[Start of Attachment]

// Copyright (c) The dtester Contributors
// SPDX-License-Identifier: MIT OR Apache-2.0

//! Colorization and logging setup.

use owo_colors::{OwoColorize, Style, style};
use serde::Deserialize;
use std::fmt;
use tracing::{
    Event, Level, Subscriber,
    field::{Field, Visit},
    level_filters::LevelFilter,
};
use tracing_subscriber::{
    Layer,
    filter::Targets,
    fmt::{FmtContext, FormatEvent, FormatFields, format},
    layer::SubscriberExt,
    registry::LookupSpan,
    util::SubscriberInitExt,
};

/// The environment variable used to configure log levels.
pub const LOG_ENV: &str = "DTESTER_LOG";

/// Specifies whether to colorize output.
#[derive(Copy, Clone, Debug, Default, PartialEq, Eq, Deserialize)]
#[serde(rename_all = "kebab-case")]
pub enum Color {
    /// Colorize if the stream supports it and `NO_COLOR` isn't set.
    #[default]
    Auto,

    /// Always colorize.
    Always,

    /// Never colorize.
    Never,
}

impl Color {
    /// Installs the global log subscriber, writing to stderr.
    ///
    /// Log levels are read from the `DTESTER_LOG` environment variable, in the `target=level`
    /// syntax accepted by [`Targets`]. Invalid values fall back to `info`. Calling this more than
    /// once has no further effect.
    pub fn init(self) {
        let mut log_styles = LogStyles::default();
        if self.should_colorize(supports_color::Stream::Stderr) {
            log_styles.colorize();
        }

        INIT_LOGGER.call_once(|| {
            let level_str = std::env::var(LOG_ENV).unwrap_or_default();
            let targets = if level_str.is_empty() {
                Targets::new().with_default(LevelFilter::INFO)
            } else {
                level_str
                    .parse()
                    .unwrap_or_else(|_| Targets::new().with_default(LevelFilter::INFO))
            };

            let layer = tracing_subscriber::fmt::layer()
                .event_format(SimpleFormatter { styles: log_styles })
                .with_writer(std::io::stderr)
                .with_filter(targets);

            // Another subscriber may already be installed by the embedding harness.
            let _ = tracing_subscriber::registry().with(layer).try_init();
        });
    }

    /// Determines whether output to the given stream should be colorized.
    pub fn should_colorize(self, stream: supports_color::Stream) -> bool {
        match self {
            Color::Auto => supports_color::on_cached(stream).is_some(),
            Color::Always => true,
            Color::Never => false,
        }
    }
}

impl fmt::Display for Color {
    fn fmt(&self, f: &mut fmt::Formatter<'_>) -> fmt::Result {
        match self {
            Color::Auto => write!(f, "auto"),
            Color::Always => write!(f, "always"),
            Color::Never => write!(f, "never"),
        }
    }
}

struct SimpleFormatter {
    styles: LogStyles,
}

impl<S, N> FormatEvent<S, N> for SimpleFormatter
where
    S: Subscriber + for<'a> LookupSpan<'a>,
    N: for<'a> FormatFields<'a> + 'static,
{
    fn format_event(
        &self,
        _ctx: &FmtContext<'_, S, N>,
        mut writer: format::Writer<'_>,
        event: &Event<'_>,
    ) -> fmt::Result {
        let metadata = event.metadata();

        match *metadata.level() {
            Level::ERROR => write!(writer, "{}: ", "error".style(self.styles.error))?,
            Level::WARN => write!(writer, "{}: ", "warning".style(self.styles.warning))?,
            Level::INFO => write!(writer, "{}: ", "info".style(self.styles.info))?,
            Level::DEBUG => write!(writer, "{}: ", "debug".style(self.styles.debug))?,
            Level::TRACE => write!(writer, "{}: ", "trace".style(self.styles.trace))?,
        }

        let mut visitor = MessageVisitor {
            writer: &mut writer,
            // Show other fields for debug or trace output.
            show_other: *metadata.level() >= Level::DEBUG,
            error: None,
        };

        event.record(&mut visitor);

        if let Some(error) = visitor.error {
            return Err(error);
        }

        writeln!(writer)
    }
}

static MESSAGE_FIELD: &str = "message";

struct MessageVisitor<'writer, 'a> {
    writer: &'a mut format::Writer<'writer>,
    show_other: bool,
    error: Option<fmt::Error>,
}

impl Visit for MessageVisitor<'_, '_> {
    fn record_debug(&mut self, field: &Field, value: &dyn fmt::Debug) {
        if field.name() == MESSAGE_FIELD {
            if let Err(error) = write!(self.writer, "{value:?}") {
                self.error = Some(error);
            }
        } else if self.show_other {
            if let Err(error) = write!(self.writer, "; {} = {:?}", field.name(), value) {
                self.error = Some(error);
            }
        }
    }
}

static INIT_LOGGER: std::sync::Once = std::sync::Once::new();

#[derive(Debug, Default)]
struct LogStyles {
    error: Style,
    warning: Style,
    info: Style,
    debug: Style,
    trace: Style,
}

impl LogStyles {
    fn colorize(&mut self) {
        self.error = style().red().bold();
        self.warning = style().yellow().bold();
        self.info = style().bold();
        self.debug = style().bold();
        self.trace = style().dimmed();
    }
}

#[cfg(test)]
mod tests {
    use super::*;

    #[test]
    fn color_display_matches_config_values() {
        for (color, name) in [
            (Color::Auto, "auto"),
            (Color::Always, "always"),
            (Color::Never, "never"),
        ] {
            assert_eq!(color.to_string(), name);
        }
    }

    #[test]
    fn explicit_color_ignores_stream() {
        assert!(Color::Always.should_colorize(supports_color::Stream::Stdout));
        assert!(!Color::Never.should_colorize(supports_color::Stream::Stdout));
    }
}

[End of Attachment]

■ **AIM OF THE EXERCISE**:
Copy out the lines above with "warning" in them.

■ **EXPECTED ANSWER**:
            Level::WARN => write!(writer, "{}: ", "warning".style(self.styles.warning))?,
    warning: Style,
        self.warning = style().yellow().bold();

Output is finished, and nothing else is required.